Collected data entries:

%%

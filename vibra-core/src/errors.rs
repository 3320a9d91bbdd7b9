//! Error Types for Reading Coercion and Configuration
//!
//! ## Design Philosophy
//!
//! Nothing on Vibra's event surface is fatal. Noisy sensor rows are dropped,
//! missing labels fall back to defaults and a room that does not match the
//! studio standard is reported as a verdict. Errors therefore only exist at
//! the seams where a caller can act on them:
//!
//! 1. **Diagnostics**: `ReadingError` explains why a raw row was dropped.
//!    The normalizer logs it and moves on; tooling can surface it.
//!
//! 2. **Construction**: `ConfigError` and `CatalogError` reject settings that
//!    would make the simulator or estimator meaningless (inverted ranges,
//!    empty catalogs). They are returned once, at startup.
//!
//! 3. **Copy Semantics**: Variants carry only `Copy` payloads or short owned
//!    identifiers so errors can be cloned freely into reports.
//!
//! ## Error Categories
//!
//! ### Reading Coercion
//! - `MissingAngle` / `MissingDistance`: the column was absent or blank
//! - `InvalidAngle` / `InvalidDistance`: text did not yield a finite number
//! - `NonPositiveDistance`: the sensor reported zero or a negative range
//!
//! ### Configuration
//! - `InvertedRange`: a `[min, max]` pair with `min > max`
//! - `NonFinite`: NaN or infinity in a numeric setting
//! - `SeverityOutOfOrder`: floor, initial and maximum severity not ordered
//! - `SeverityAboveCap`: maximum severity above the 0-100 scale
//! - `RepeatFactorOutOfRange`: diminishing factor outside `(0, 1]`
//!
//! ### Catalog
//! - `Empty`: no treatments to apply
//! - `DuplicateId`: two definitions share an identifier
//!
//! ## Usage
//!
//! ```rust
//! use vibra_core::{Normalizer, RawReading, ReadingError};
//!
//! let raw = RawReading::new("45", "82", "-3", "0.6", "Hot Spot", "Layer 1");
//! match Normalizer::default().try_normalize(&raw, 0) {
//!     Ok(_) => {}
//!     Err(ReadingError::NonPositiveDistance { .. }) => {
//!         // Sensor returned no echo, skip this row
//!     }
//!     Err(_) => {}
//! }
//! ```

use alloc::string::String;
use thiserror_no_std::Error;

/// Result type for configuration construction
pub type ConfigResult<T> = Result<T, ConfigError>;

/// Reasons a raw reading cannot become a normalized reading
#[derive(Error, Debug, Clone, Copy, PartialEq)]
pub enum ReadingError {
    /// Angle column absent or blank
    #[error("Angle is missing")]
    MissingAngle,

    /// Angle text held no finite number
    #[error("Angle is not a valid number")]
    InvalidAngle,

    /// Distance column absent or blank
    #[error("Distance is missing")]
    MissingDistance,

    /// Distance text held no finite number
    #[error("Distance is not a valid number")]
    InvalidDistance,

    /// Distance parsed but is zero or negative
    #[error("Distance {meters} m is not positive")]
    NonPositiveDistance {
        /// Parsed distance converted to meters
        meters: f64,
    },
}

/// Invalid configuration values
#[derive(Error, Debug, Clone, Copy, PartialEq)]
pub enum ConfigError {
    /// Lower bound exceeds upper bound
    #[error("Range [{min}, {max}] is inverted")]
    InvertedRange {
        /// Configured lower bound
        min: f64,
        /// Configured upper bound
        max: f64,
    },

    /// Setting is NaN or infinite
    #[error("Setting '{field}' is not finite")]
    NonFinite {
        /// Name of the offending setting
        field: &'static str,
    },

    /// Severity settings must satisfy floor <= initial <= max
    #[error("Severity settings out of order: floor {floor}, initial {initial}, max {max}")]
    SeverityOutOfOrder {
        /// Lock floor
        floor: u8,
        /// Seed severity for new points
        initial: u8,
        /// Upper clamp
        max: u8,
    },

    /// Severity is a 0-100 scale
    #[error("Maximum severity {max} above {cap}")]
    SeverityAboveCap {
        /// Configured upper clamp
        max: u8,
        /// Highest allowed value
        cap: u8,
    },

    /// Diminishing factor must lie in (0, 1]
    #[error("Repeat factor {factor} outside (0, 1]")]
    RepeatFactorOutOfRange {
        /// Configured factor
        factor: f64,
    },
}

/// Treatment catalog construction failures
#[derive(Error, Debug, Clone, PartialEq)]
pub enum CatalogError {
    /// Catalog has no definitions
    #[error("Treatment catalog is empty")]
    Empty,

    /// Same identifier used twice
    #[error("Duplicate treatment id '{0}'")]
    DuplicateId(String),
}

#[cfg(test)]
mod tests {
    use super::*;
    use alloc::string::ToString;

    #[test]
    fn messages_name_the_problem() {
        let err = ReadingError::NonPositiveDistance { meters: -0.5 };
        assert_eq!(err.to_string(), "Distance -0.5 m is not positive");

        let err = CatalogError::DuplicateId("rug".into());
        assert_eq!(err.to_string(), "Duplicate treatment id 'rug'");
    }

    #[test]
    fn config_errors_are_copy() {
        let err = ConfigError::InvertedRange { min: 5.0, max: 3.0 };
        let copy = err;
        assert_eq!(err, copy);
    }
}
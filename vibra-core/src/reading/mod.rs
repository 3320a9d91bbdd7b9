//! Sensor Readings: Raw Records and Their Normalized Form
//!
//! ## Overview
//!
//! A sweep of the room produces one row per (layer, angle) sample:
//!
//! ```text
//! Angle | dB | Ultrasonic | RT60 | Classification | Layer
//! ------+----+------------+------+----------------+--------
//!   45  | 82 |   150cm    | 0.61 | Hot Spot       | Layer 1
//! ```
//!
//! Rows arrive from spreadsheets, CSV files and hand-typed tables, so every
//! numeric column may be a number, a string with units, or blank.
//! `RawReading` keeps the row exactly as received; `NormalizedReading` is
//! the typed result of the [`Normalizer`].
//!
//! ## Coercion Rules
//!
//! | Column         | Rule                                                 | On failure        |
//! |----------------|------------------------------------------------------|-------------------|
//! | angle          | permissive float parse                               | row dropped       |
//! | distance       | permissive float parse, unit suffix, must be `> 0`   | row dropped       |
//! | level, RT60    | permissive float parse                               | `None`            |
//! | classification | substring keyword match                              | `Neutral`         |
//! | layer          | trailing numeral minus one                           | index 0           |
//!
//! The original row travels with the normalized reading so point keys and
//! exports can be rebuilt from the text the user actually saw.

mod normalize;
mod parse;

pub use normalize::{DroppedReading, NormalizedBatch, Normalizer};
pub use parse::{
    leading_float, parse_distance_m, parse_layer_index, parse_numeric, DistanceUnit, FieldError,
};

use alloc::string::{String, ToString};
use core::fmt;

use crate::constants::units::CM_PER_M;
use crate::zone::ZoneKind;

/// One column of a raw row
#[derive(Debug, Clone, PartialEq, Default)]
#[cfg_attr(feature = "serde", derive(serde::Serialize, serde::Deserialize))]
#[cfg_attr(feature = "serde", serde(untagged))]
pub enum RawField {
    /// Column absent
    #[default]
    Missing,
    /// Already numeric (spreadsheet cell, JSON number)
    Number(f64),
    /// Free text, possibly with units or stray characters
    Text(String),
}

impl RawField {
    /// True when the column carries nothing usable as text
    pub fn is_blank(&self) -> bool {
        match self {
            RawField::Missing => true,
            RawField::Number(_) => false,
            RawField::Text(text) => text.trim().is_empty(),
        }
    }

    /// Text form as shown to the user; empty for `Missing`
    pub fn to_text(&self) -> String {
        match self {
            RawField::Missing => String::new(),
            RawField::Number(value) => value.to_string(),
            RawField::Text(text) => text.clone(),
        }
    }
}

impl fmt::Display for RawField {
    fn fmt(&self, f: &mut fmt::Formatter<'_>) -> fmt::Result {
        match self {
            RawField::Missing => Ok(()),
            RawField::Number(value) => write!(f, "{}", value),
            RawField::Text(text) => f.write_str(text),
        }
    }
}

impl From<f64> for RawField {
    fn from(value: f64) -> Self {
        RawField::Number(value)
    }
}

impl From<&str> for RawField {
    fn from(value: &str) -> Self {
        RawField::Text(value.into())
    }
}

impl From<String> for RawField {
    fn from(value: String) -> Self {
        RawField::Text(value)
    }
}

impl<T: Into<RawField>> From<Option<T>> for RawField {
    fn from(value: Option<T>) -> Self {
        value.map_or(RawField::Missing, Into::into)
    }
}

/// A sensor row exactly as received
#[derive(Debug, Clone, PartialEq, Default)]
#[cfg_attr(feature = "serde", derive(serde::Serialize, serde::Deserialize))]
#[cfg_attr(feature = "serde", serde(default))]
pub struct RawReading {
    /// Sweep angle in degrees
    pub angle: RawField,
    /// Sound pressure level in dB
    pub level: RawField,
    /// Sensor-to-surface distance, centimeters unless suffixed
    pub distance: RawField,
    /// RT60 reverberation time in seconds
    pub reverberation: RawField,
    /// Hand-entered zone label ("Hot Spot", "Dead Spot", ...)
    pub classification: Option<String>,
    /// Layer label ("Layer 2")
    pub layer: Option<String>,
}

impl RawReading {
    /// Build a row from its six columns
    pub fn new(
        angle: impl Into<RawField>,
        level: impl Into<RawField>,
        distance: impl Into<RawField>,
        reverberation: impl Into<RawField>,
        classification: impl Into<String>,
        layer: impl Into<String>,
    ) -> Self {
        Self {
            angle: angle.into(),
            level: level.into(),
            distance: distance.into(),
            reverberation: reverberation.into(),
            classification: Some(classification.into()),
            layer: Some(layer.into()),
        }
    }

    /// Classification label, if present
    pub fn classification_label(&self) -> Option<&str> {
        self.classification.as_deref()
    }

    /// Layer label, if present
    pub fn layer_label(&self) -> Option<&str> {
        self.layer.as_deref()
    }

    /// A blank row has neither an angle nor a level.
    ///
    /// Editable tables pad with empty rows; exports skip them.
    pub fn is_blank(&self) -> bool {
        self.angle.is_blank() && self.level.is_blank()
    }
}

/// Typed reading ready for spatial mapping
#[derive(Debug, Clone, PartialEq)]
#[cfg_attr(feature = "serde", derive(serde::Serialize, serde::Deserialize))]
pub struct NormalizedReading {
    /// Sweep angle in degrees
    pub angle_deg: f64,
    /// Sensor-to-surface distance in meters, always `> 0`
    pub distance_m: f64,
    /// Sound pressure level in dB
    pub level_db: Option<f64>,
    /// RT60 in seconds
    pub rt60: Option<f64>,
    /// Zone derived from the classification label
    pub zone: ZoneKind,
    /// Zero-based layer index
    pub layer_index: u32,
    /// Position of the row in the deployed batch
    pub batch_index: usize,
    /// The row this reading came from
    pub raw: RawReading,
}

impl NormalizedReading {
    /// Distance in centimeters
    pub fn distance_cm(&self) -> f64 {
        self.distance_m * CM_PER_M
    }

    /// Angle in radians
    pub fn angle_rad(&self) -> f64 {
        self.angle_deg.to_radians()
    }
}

%%

--- Task goal ---
What is needed is a verbatim copy of every line in the records above from the one containing "the seams where" down to the one containing "a numeric setting", both included, and nothing more.

--- Exercise output ---
//! the seams where a caller can act on them:
//!
//! 1. **Diagnostics**: `ReadingError` explains why a raw row was dropped.
//!    The normalizer logs it and moves on; tooling can surface it.
//!
//! 2. **Construction**: `ConfigError` and `CatalogError` reject settings that
//!    would make the simulator or estimator meaningless (inverted ranges,
//!    empty catalogs). They are returned once, at startup.
//!
//! 3. **Copy Semantics**: Variants carry only `Copy` payloads or short owned
//!    identifiers so errors can be cloned freely into reports.
//!
//! ## Error Categories
//!
//! ### Reading Coercion
//! - `MissingAngle` / `MissingDistance`: the column was absent or blank
//! - `InvalidAngle` / `InvalidDistance`: text did not yield a finite number
//! - `NonPositiveDistance`: the sensor reported zero or a negative range
//!
//! ### Configuration
//! - `InvertedRange`: a `[min, max]` pair with `min > max`
//! - `NonFinite`: NaN or infinity in a numeric setting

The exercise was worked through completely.